Mamad tente d'ouvrir les yeux, mais il n'y parvient pas. Ses paupières, gorgées de sel et de sang, refusent d'obéir à son cerveau. Autour de lui, les objets continuent de flotter dans le brouillard. Un goût d'hémoglobine traîne sur ses lèvres sèches et bouffies. En face de Mamad, le Blanc est méconnaissable. Il a les yeux injectés de sang. Une épaisse écume blanchâtre auréole les commissures de ses lèvres. Les veines de son cou tendues à se rompre. De grosses gouttes de sueur perlent sur son front, qu'il essuie du revers de sa manche retroussée, entre une calotte et une autre. Mamad n'a plus la force de crier. Du regard, il implore pitié. Mais le Blanc cogne, tel un forcené, tout en crachant ses injures.

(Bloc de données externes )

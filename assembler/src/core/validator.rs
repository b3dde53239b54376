//! Per-document structural validation.
//!
//! Validation is advisory-first: every defect becomes a [`ValidationIssue`],
//! and a typed record is produced only when no error-severity issue was found.
//! Warnings never block a document from later stages.

use std::collections::BTreeSet;

use super::document::Document;
use super::grammar::{
    Grammar, GrammarViolation, MODE_GRAMMAR, PERSONA_GRAMMAR, SECTION_LEVEL, check_grammar,
};
use super::layout::Layout;
use super::manifest::{parse_manifest, persona_root_segments};
use super::template::Template;
use super::types::{DocumentKind, Rule, ValidationIssue, has_errors};

/// A mode template that passed validation.
#[derive(Debug, Clone, PartialEq, Eq)]
pub struct ModeDefinition {
    pub slug: String,
    /// Source document path.
    pub path: String,
    pub template: Template,
    /// `persona_root` exactly as declared in the manifest.
    pub declared_root: String,
    /// Input-relative directory the persona root resolves to.
    pub persona_root: String,
    /// Declared tools, first occurrence order, duplicates removed.
    pub tools: Vec<String>,
    pub expected_personas: Vec<String>,
    pub description: Option<String>,
}

/// A persona document that passed validation.
#[derive(Debug, Clone, PartialEq, Eq)]
pub struct PersonaDocument {
    pub path: String,
    /// File stem; the identity used for ambiguity checks.
    pub technology: String,
    /// First level-1 heading, falling back to the technology name.
    pub title: String,
    /// The required section bodies, in grammar order.
    pub sections: Vec<(String, String)>,
}

#[derive(Debug, Clone, PartialEq, Eq)]
pub enum Validated {
    Mode(ModeDefinition),
    Persona(PersonaDocument),
}

#[derive(Debug, Clone, PartialEq, Eq)]
pub struct ValidationOutcome {
    pub issues: Vec<ValidationIssue>,
    /// Present only when `issues` holds no error.
    pub record: Option<Validated>,
}

/// Validate one document against the grammar for its kind.
pub fn validate_document(doc: &Document, layout: &Layout) -> ValidationOutcome {
    let provenance = DocumentKind::from(doc.origin);
    let kind = match doc.kind {
        Some(sniffed) if sniffed != provenance => {
            return ValidationOutcome {
                issues: vec![ValidationIssue::error(
                    &doc.path,
                    Rule::MisplacedDocument,
                    format!(
                        "document is structured as a {} but is located in the {} tree",
                        sniffed.as_str(),
                        provenance.as_str()
                    ),
                )],
                record: None,
            };
        }
        Some(sniffed) => sniffed,
        None => provenance,
    };
    match kind {
        DocumentKind::Mode => validate_mode(doc, layout),
        DocumentKind::Persona => validate_persona(doc),
    }
}

fn validate_mode(doc: &Document, layout: &Layout) -> ValidationOutcome {
    let mut issues = Vec::new();

    let manifest = match doc.front_matter() {
        None => {
            issues.push(ValidationIssue::error(
                &doc.path,
                Rule::MissingManifest,
                "mode template must start with a +++ fenced TOML manifest",
            ));
            None
        }
        Some(raw) => match parse_manifest(raw) {
            Ok(manifest) => Some(manifest),
            Err(err) => {
                issues.push(ValidationIssue::error(
                    &doc.path,
                    Rule::InvalidManifest,
                    format!("{err:#}"),
                ));
                None
            }
        },
    };

    let root_segments = manifest.as_ref().and_then(|manifest| {
        match persona_root_segments(&manifest.persona_root) {
            Ok(segments) => Some(segments),
            Err(err) => {
                issues.push(ValidationIssue::error(
                    &doc.path,
                    Rule::PathEscape,
                    err.to_string(),
                ));
                None
            }
        }
    });

    push_grammar_issues(doc, &MODE_GRAMMAR, &mut issues);

    let template = Template::parse(doc, &MODE_GRAMMAR);
    for name in &template.unknown_placeholders {
        issues.push(ValidationIssue::warning(
            &doc.path,
            Rule::UnknownPlaceholder,
            format!("unknown placeholder '{name}' is copied through unchanged"),
        ));
    }

    let tools = match &manifest {
        Some(manifest) => dedupe_tools(&doc.path, &manifest.tools, &mut issues),
        None => Vec::new(),
    };

    if has_errors(&issues) {
        return ValidationOutcome {
            issues,
            record: None,
        };
    }
    let (Some(manifest), Some(root_segments)) = (manifest, root_segments) else {
        return ValidationOutcome {
            issues,
            record: None,
        };
    };

    let slug = layout
        .mode_slug(&doc.path)
        .unwrap_or_else(|| doc.file_stem().to_string());
    let definition = ModeDefinition {
        slug,
        path: doc.path.clone(),
        template,
        persona_root: layout.persona_root_path(&root_segments),
        declared_root: manifest.persona_root,
        tools,
        expected_personas: manifest.expected_personas,
        description: manifest.description,
    };
    ValidationOutcome {
        issues,
        record: Some(Validated::Mode(definition)),
    }
}

fn validate_persona(doc: &Document) -> ValidationOutcome {
    let mut issues = Vec::new();
    push_grammar_issues(doc, &PERSONA_GRAMMAR, &mut issues);

    let mut sections = Vec::with_capacity(PERSONA_GRAMMAR.required.len());
    for heading in PERSONA_GRAMMAR.required {
        let mut matching = doc
            .sections
            .iter()
            .filter(|section| section.level == SECTION_LEVEL && section.heading == *heading);
        let (Some(section), None) = (matching.next(), matching.next()) else {
            continue;
        };
        let body = doc.section_body(section);
        if body.trim().is_empty() {
            issues.push(ValidationIssue::warning(
                &doc.path,
                Rule::EmptySection,
                format!("section \"## {heading}\" has no content"),
            ));
        }
        sections.push((heading.to_string(), body.to_string()));
    }

    if has_errors(&issues) {
        return ValidationOutcome {
            issues,
            record: None,
        };
    }

    let technology = doc.file_stem().to_string();
    let title = doc.title().unwrap_or(&technology).to_string();
    ValidationOutcome {
        issues,
        record: Some(Validated::Persona(PersonaDocument {
            path: doc.path.clone(),
            technology,
            title,
            sections,
        })),
    }
}

fn push_grammar_issues(doc: &Document, grammar: &Grammar, issues: &mut Vec<ValidationIssue>) {
    let headings = doc.headings(SECTION_LEVEL);
    for violation in check_grammar(grammar, &headings) {
        let rule = match violation {
            GrammarViolation::Missing { .. } => Rule::MissingSection,
            GrammarViolation::Duplicate { .. } => Rule::DuplicateSection,
            GrammarViolation::OutOfOrder { .. } => Rule::MisorderedSection,
        };
        issues.push(ValidationIssue::error(&doc.path, rule, violation.message()));
    }
}

fn dedupe_tools(path: &str, declared: &[String], issues: &mut Vec<ValidationIssue>) -> Vec<String> {
    let mut seen = BTreeSet::new();
    let mut reported = BTreeSet::new();
    let mut tools = Vec::with_capacity(declared.len());
    for tool in declared {
        if seen.insert(tool.as_str()) {
            tools.push(tool.clone());
        } else if reported.insert(tool.as_str()) {
            issues.push(ValidationIssue::warning(
                path,
                Rule::DuplicateTool,
                format!("tool '{tool}' is declared more than once"),
            ));
        }
    }
    tools
}
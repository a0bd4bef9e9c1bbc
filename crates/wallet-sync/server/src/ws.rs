use crate::{
    error::TransportError,
    pubsub::{PubSubConnection, PubSubHandler},
};
use axum::{
    extract::{
        State, WebSocketUpgrade,
        ws::{Message, WebSocket},
    },
    response::Response,
};
use futures::{Sink, Stream, ready};
use std::{
    pin::Pin,
    task::{Context, Poll},
};

/// Handles incoming Websocket upgrade
///
/// This is the entrypoint invoked by the axum server for a websocket request
pub async fn handle_ws<Handler: PubSubHandler>(
    ws: WebSocketUpgrade,
    State(handler): State<Handler>,
) -> Response {
    ws.on_upgrade(|socket| PubSubConnection::new(handler, WsConn(socket)).run())
}

/// Adapts a [`WebSocket`] to the text frames of a [`PubSubConnection`].
#[pin_project::pin_project]
pub struct WsConn(#[pin] pub WebSocket);

impl Stream for WsConn {
    type Item = Result<Option<String>, TransportError>;

    fn poll_next(self: Pin<&mut Self>, cx: &mut Context<'_>) -> Poll<Option<Self::Item>> {
        fn on_message(msg: Message) -> Option<Result<Option<String>, TransportError>> {
            match msg {
                Message::Text(text) => Some(Ok(Some(text.as_str().to_owned()))),
                Message::Binary(_) => {
                    warn!(target: "server::ws", "unexpected binary data");
                    Some(Ok(None))
                }
                Message::Close(_) => {
                    trace!(target: "server::ws", "ws client disconnected");
                    None
                }
                // pongs are answered by the websocket implementation
                Message::Ping(_) | Message::Pong(_) => Some(Ok(None)),
            }
        }

        match ready!(self.project().0.poll_next(cx)) {
            Some(Ok(msg)) => Poll::Ready(on_message(msg)),
            Some(Err(err)) => Poll::Ready(Some(Err(err.into()))),
            None => Poll::Ready(None),
        }
    }
}

impl Sink<String> for WsConn {
    type Error = TransportError;

    fn poll_ready(self: Pin<&mut Self>, cx: &mut Context<'_>) -> Poll<Result<(), Self::Error>> {
        self.project().0.poll_ready(cx).map_err(Into::into)
    }

    fn start_send(self: Pin<&mut Self>, item: String) -> Result<(), Self::Error> {
        self.project().0.start_send(Message::Text(item.into())).map_err(Into::into)
    }

    fn poll_flush(self: Pin<&mut Self>, cx: &mut Context<'_>) -> Poll<Result<(), Self::Error>> {
        self.project().0.poll_flush(cx).map_err(Into::into)
    }

    fn poll_close(self: Pin<&mut Self>, cx: &mut Context<'_>) -> Poll<Result<(), Self::Error>> {
        self.project().0.poll_close(cx).map_err(Into::into)
    }
}
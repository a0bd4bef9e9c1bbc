//! Bootstrap [axum] servers that connect wallet pages over websocket.

#![cfg_attr(not(test), warn(unused_crate_dependencies))]

#[macro_use]
extern crate tracing;

use axum::{Router, http::header::InvalidHeaderValue, routing::get};
use std::future::Future;
use tokio::net::TcpListener;
use tower_http::trace::TraceLayer;

mod config;
pub use config::ServerConfig;

mod error;
pub use error::{ServerError, TransportError};

/// Connection handling shared by all duplex transports
pub mod pubsub;
pub use pubsub::{PubSubConnection, PubSubHandler};

/// Websocket transport
pub mod ws;

/// The path the websocket endpoint is served at.
pub const WS_PATH: &str = "/ws";

/// Combines the `http` routes with a websocket endpoint driven by `ws`.
pub fn router<Handler: PubSubHandler>(
    config: &ServerConfig,
    http: Router,
    ws: Handler,
) -> Result<Router, InvalidHeaderValue> {
    let mut router = Router::new()
        .route(WS_PATH, get(ws::handle_ws::<Handler>))
        .with_state(ws)
        .merge(http)
        .layer(TraceLayer::new_for_http());
    if let Some(cors) = config.cors_layer()? {
        router = router.layer(cors);
    }
    Ok(router)
}

/// Serves the HTTP routes and the websocket endpoint on `listener` until `shutdown` resolves.
pub async fn serve_http_ws<Handler, F>(
    listener: TcpListener,
    config: ServerConfig,
    http: Router,
    ws: Handler,
    shutdown: F,
) -> Result<(), ServerError>
where
    Handler: PubSubHandler,
    F: Future<Output = ()> + Send + 'static,
{
    let router = router(&config, http, ws)?;
    trace!(target: "server", addr = ?listener.local_addr().ok(), "serving http and ws");
    axum::serve(listener, router).with_graceful_shutdown(shutdown).await?;
    Ok(())
}
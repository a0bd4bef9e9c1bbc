use alloy_primitives::{U256, utils::Unit};
use serde_json::Value;

use super::ChainAdapter;
use crate::{
    chain::{ChainFamily, NetworkId, SOLANA_CLUSTERS},
    error::MalformedEventError,
};

/// Length of an ed25519 public key.
const PUBKEY_LEN: usize = 32;

/// Adapter for Solana: base58 addresses, lamport amounts, cluster names.
#[derive(Clone, Copy, Debug, Default)]
pub struct SolanaAdapter;

impl ChainAdapter for SolanaAdapter {
    fn family(&self) -> ChainFamily {
        ChainFamily::Solana
    }

    /// 1 SOL = 10^9 lamports
    fn unit(&self) -> Unit {
        Unit::GWEI
    }

    fn max_base_units(&self) -> Option<U256> {
        Some(U256::from(u64::MAX))
    }

    fn normalize_address(&self, address: &str) -> Result<String, MalformedEventError> {
        let s = address.trim();
        let invalid = |reason: String| MalformedEventError::InvalidAddress {
            chain: ChainFamily::Solana,
            address: address.to_string(),
            reason,
        };
        let bytes = bs58::decode(s).into_vec().map_err(|err| invalid(err.to_string()))?;
        if bytes.len() != PUBKEY_LEN {
            return Err(invalid(format!("expected {PUBKEY_LEN} bytes, got {}", bytes.len())))
        }
        Ok(s.to_string())
    }

    fn parse_network(&self, value: &Value) -> Result<NetworkId, MalformedEventError> {
        let invalid =
            || MalformedEventError::InvalidNetwork { chain: ChainFamily::Solana, value: value.to_string() };
        let Value::String(cluster) = value else { return Err(invalid()) };
        let cluster = match cluster.trim().to_ascii_lowercase().as_str() {
            "mainnet" => "mainnet-beta".to_string(),
            other => other.to_string(),
        };
        if !SOLANA_CLUSTERS.contains(&cluster.as_str()) {
            return Err(invalid())
        }
        Ok(NetworkId::Solana(cluster))
    }
}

Deux hommes s'affrontent quelque part dans la jungle africaine. Laurent Kala, le Blanc, pris de folie furieuse, est sur le point de tuer Mamad, son domestique noir... Comment les deux hommes en sont-ils arrivés là ?
Issu d'une famille nombreuse, Mamad n'a pas connu son père. Pour faire vivre la famille, sa mère vend des fripes sur les marchés. L'école est loin : chaque jour Mamad parcourt des kilomètres à pied, l'estomac vide. Cacher à ses camarades de classe sa situation précaire, maîtriser les nausées qui lui tordent l'estomac… tel est son combat quotidien. Grâce à son exceptionnelle mémoire, Mamad a peut-être une issue : décrocher une bourse, faire des études, trouver un emploi et mettre la famille à l'abri. S'il échoue, il lui restera la solution de tous les désespérés de la terre : fuir son pays vers un avenir meilleur.
Laurent Kala, Français expatrié, travaille pour une ONG. Il a grandi dans le XIVe arrondissement. Il a perdu son père alors qu'il avait dix ans, tué lors d'une manifestation de protestation contre l'assassinat de Martin Luther King. Son père était particulièrement attentif à la cause des Noirs, ce qui a toujours intrigué Laurent. Comment le fils de cet humaniste a-t-il bien pu se transformer en bête féroce et sanguinaire ?
A la fois grave et tendre, et non sans humour, le roman de Louis-Philippe Dalembert dresse des portraits émouvants d'hommes et de femmes accrochés à leur humanité, au milieu des relents de racisme et de colonialisme engendrés parfois par la présence à l'étranger d'expatriés français.